Background: For more than a decade, Ohio has reported extensive data on K–12 student outcomes on its school report cards and in publicly accessible databases. These data systems are integral to transparently reporting proficiency and growth on state exams, graduation rates, and ACT and SAT scores—at a state, district, and school level (individual student data are protected under federal and state law). More recently, the state has also reported how many of a high school’s graduates go on to attend college or earn degrees. Taken together, these data on student outcomes—from state test scores to college completion rates—are essential to helping educational leaders and the public understand how students fare on key indicators of success. But there remain information gaps, most notably in the realm of workforce outcomes. Without links between K–12 and workforce data, we don’t know how many non-college-bound students land good paying jobs after exiting high school, nor do we have a strong grasp of the labor outcomes of those who do pursue higher education. Because of these blind spots, Ohio continues to miss key pieces of the puzzle—how students’ educational experiences translate into career outcomes. A 2017 policy brief by the Education Commission of the States highlights how Connecticut and Rhode Island have created integrated systems that connect K–12, higher education, and workforce data. Similarly, researchers have used linked data from Texas and Arkansas to study the impact of charter schools and career and technical education on workforce outcomes.

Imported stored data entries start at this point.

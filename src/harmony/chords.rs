//! Chord qualities, progression entries and SATB chord-note derivation
//!
//! Chord tones are counted in scale-degree steps above the root, not in
//! semitones: a "major" chord on any root is root + 2 + 4 steps.

use serde::{Deserialize, Serialize};
use std::fmt;
use std::str::FromStr;

use crate::errors::SolfaError;
use crate::models::{ScaleDegree, VoicePart};

#[derive(Debug, Clone, Copy, PartialEq, Eq, Hash, Serialize, Deserialize)]
#[serde(rename_all = "lowercase")]
pub enum ChordQuality {
    Major,
    Minor,
    Diminished,
    Augmented,
    Dominant7,
    Major7,
    Minor7,
}

impl ChordQuality {
    pub const ALL: [ChordQuality; 7] = [
        ChordQuality::Major,
        ChordQuality::Minor,
        ChordQuality::Diminished,
        ChordQuality::Augmented,
        ChordQuality::Dominant7,
        ChordQuality::Major7,
        ChordQuality::Minor7,
    ];

    /// Scale-degree offsets of the chord tones above the root
    pub fn intervals(&self) -> &'static [usize] {
        match self {
            ChordQuality::Major => &[0, 2, 4],
            ChordQuality::Minor => &[0, 1, 4],
            ChordQuality::Diminished => &[0, 1, 3],
            ChordQuality::Augmented => &[0, 2, 5],
            ChordQuality::Dominant7 => &[0, 2, 4, 6],
            ChordQuality::Major7 => &[0, 2, 4, 5],
            ChordQuality::Minor7 => &[0, 1, 4, 6],
        }
    }

    pub fn as_str(&self) -> &'static str {
        match self {
            ChordQuality::Major => "major",
            ChordQuality::Minor => "minor",
            ChordQuality::Diminished => "diminished",
            ChordQuality::Augmented => "augmented",
            ChordQuality::Dominant7 => "dominant7",
            ChordQuality::Major7 => "major7",
            ChordQuality::Minor7 => "minor7",
        }
    }

    /// Suffix used when printing a chord symbol on the Chord track
    pub fn suffix(&self) -> &'static str {
        match self {
            ChordQuality::Major => "",
            ChordQuality::Minor => "m",
            ChordQuality::Diminished => "°",
            ChordQuality::Augmented => "+",
            ChordQuality::Dominant7 => "7",
            ChordQuality::Major7 => "maj7",
            ChordQuality::Minor7 => "m7",
        }
    }

    pub fn is_seventh(&self) -> bool {
        self.intervals().len() == 4
    }
}

impl fmt::Display for ChordQuality {
    fn fmt(&self, f: &mut fmt::Formatter<'_>) -> fmt::Result {
        write!(f, "{}", self.as_str())
    }
}

impl FromStr for ChordQuality {
    type Err = SolfaError;

    /// Accepts the long names and the short chord-palette values
    fn from_str(s: &str) -> Result<Self, Self::Err> {
        match s {
            "major" | "maj" => Ok(ChordQuality::Major),
            "minor" | "min" | "m" => Ok(ChordQuality::Minor),
            "diminished" | "dim" => Ok(ChordQuality::Diminished),
            "augmented" | "aug" => Ok(ChordQuality::Augmented),
            "dominant7" | "7" => Ok(ChordQuality::Dominant7),
            "major7" | "maj7" => Ok(ChordQuality::Major7),
            "minor7" | "m7" => Ok(ChordQuality::Minor7),
            _ => Err(SolfaError::InvalidChordQuality(s.to_string())),
        }
    }
}

#[derive(Debug, Clone, Copy, PartialEq, Eq, Hash, Serialize, Deserialize)]
pub struct Modulation {
    pub from: ScaleDegree,
    pub to: ScaleDegree,
}

impl Modulation {
    /// Scale-degree steps from the old tonic to the new one
    pub fn steps(&self) -> usize {
        self.to.steps_from(self.from)
    }
}

/// One entry of the running chord progression
#[derive(Debug, Clone, PartialEq, Eq, Serialize, Deserialize)]
pub struct ChordProgression {
    #[serde(rename = "type")]
    pub quality: ChordQuality,
    pub root: ScaleDegree,
    #[serde(default)]
    pub inversion: u8,
    #[serde(default, skip_serializing_if = "std::ops::Not::not")]
    pub secondary_dominant: bool,
    #[serde(default, skip_serializing_if = "Option::is_none")]
    pub modulation: Option<Modulation>,
}

impl ChordProgression {
    pub fn new(quality: ChordQuality, root: ScaleDegree) -> Self {
        Self {
            quality,
            root,
            inversion: 0,
            secondary_dominant: false,
            modulation: None,
        }
    }

    /// All chord tones, root first
    pub fn degrees(&self) -> Vec<ScaleDegree> {
        self.quality
            .intervals()
            .iter()
            .map(|i| self.root.step(*i as i64))
            .collect()
    }

    pub fn contains(&self, degree: ScaleDegree) -> bool {
        self.degrees().contains(&degree)
    }

    /// Same harmony (quality and root), ignoring inversion and annotations
    pub fn same_harmony(&self, other: &ChordProgression) -> bool {
        self.quality == other.quality && self.root == other.root
    }
}

/// One chord tone per voice, serialized as `{ "S": "d", "A": "m", ... }`
#[derive(Debug, Clone, Copy, PartialEq, Eq, Serialize, Deserialize)]
pub struct ChordVoicing {
    #[serde(rename = "S")]
    pub soprano: ScaleDegree,
    #[serde(rename = "A")]
    pub alto: ScaleDegree,
    #[serde(rename = "T")]
    pub tenor: ScaleDegree,
    #[serde(rename = "B")]
    pub bass: ScaleDegree,
}

impl ChordVoicing {
    pub fn get(&self, part: VoicePart) -> ScaleDegree {
        match part {
            VoicePart::S => self.soprano,
            VoicePart::A => self.alto,
            VoicePart::T => self.tenor,
            VoicePart::B => self.bass,
        }
    }
}

/// Distribute a chord's tones over the four voices.
///
/// S, A, T take the first three chord tones; B takes the fourth (seventh
/// chords) or doubles the root (triads).
pub fn chord_notes(chord: &ChordProgression) -> ChordVoicing {
    let notes = chord.degrees();
    ChordVoicing {
        soprano: notes[0],
        alto: notes[1],
        tenor: notes[2],
        bass: notes.get(3).copied().unwrap_or(notes[0]),
    }
}

/// Stacked-third triads on each degree of the key, tonic first.
///
/// The quality tables count scale-degree steps, so stacking diatonic thirds
/// is always the `major` table; the key decides how the chord actually sounds.
pub fn diatonic_triads(tonic: ScaleDegree) -> Vec<ChordProgression> {
    (0..7)
        .map(|step| ChordProgression::new(ChordQuality::Major, tonic.step(step)))
        .collect()
}

/// The stock progressions offered by the chord palette
pub fn common_progressions() -> Vec<Vec<ChordProgression>> {
    use ChordQuality::*;
    use ScaleDegree::*;
    let chord = ChordProgression::new;
    vec![
        // I - IV - V - I
        vec![chord(Major, Do), chord(Major, Fa), chord(Major, Sol), chord(Major, Do)],
        // I - vi - IV - V
        vec![chord(Major, Do), chord(Minor, La), chord(Major, Fa), chord(Major, Sol)],
        // ii - V - I
        vec![chord(Minor, Re), chord(Major, Sol), chord(Major, Do)],
    ]
}

/// Move a progression into a new key.
///
/// Every root shifts by the degree distance between the two tonics, and each
/// entry records the modulation it went through.
pub fn apply_modulation(progression: &[ChordProgression], modulation: Modulation) -> Vec<ChordProgression> {
    let steps = modulation.steps() as i64;
    progression
        .iter()
        .map(|chord| ChordProgression {
            root: chord.root.step(steps),
            modulation: Some(modulation),
            ..chord.clone()
        })
        .collect()
}

#[cfg(test)]
mod tests {
    use super::*;
    use ScaleDegree::*;

    #[test]
    fn test_c_major_triad_doubles_root_in_bass() {
        let voicing = chord_notes(&ChordProgression::new(ChordQuality::Major, Do));
        assert_eq!(
            voicing,
            ChordVoicing { soprano: Do, alto: Mi, tenor: Sol, bass: Do }
        );
    }

    #[test]
    fn test_seventh_chord_puts_seventh_in_bass() {
        let voicing = chord_notes(&ChordProgression::new(ChordQuality::Dominant7, Sol));
        assert_eq!(voicing.soprano, Sol);
        assert_eq!(voicing.alto, Ti);
        assert_eq!(voicing.tenor, Re);
        assert_eq!(voicing.bass, Fa);
    }

    #[test]
    fn test_chord_notes_wrap_past_ti() {
        let voicing = chord_notes(&ChordProgression::new(ChordQuality::Minor, La));
        assert_eq!(voicing.get(VoicePart::A), Ti);
        assert_eq!(voicing.get(VoicePart::T), Mi);
        assert_eq!(voicing.get(VoicePart::B), La);
    }

    #[test]
    fn test_interval_table() {
        assert_eq!(ChordQuality::Major.intervals(), &[0, 2, 4]);
        assert_eq!(ChordQuality::Dominant7.intervals(), &[0, 2, 4, 6]);
        assert_eq!(ChordQuality::ALL.iter().filter(|q| q.is_seventh()).count(), 3);
    }

    #[test]
    fn test_quality_parse_palette_values() {
        assert_eq!("maj7".parse::<ChordQuality>().unwrap(), ChordQuality::Major7);
        assert_eq!("7".parse::<ChordQuality>().unwrap(), ChordQuality::Dominant7);
        assert_eq!("minor".parse::<ChordQuality>().unwrap(), ChordQuality::Minor);
        assert!("sus4".parse::<ChordQuality>().is_err());
    }

    #[test]
    fn test_diatonic_triads_of_g() {
        let triads = diatonic_triads(Sol);
        assert_eq!(triads.len(), 7);
        assert_eq!(triads[0], ChordProgression::new(ChordQuality::Major, Sol));
        assert_eq!(triads[4].root, Re);
        assert_eq!(triads[6].root, Fa);
        assert_eq!(triads[6].degrees(), vec![Fa, La, Do]);
    }

    #[test]
    fn test_apply_modulation_shifts_roots() {
        let progression = &common_progressions()[0];
        let modulated = apply_modulation(progression, Modulation { from: Do, to: Sol });
        let roots: Vec<_> = modulated.iter().map(|c| c.root).collect();
        assert_eq!(roots, vec![Sol, Do, Re, Sol]);
        assert!(modulated.iter().all(|c| c.modulation.is_some()));
        assert!(modulated.iter().zip(progression).all(|(a, b)| a.quality == b.quality));
    }

    #[test]
    fn test_progression_json_shape() {
        let chord = ChordProgression::new(ChordQuality::Minor7, Re);
        let value = serde_json::to_value(&chord).unwrap();
        assert_eq!(value["type"], "minor7");
        assert_eq!(value["root"], "r");
        assert!(value.get("secondary_dominant").is_none());

        let parsed: ChordProgression =
            serde_json::from_str(r#"{"type":"major","root":"s","inversion":1,"secondary_dominant":true}"#).unwrap();
        assert!(parsed.secondary_dominant);
        assert_eq!(parsed.inversion, 1);
    }
}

Proposal rationale: A central goal of K–12 and postsecondary education is to prepare young people to lead successful and productive lives. But without data that connect education to the workforce, policy makers know little about how educational institutions are meeting that objective. Linking disparate data systems would also help state leaders better understand gaps in career preparation, while promoting cutting-edge research that examines the effectiveness of various approaches to work readiness.
Cost: The exact cost is indeterminate but likely requires administrative expenses to create a secure, unified educational and workforce data system.
Resources: For more on the state’s initiative to link K–12 and college data, see ODE’s “2016–17 College Graduation Within Six Years.” For examples of state initiatives to connect information systems, see Zeke Perez Jr.’s 2017 article “Examining SLDS Development and Utility,” published by the Education Commission of the States. For research linking K–12 and workforce data, see “The Long-Term Impacts of Teachers,” in which Raj Chetty and colleagues connect New York City data with tax records; a 2016 paper “Charter Schools and Labor Market Outcomes” by Will Dobbie and Roland Fryer that connects Texas K–12 and workforce data; and a 2016 Fordham Institute report Career and Technical Education in High School by Shaun Dougherty that links Arkansas K–12 and workforce data.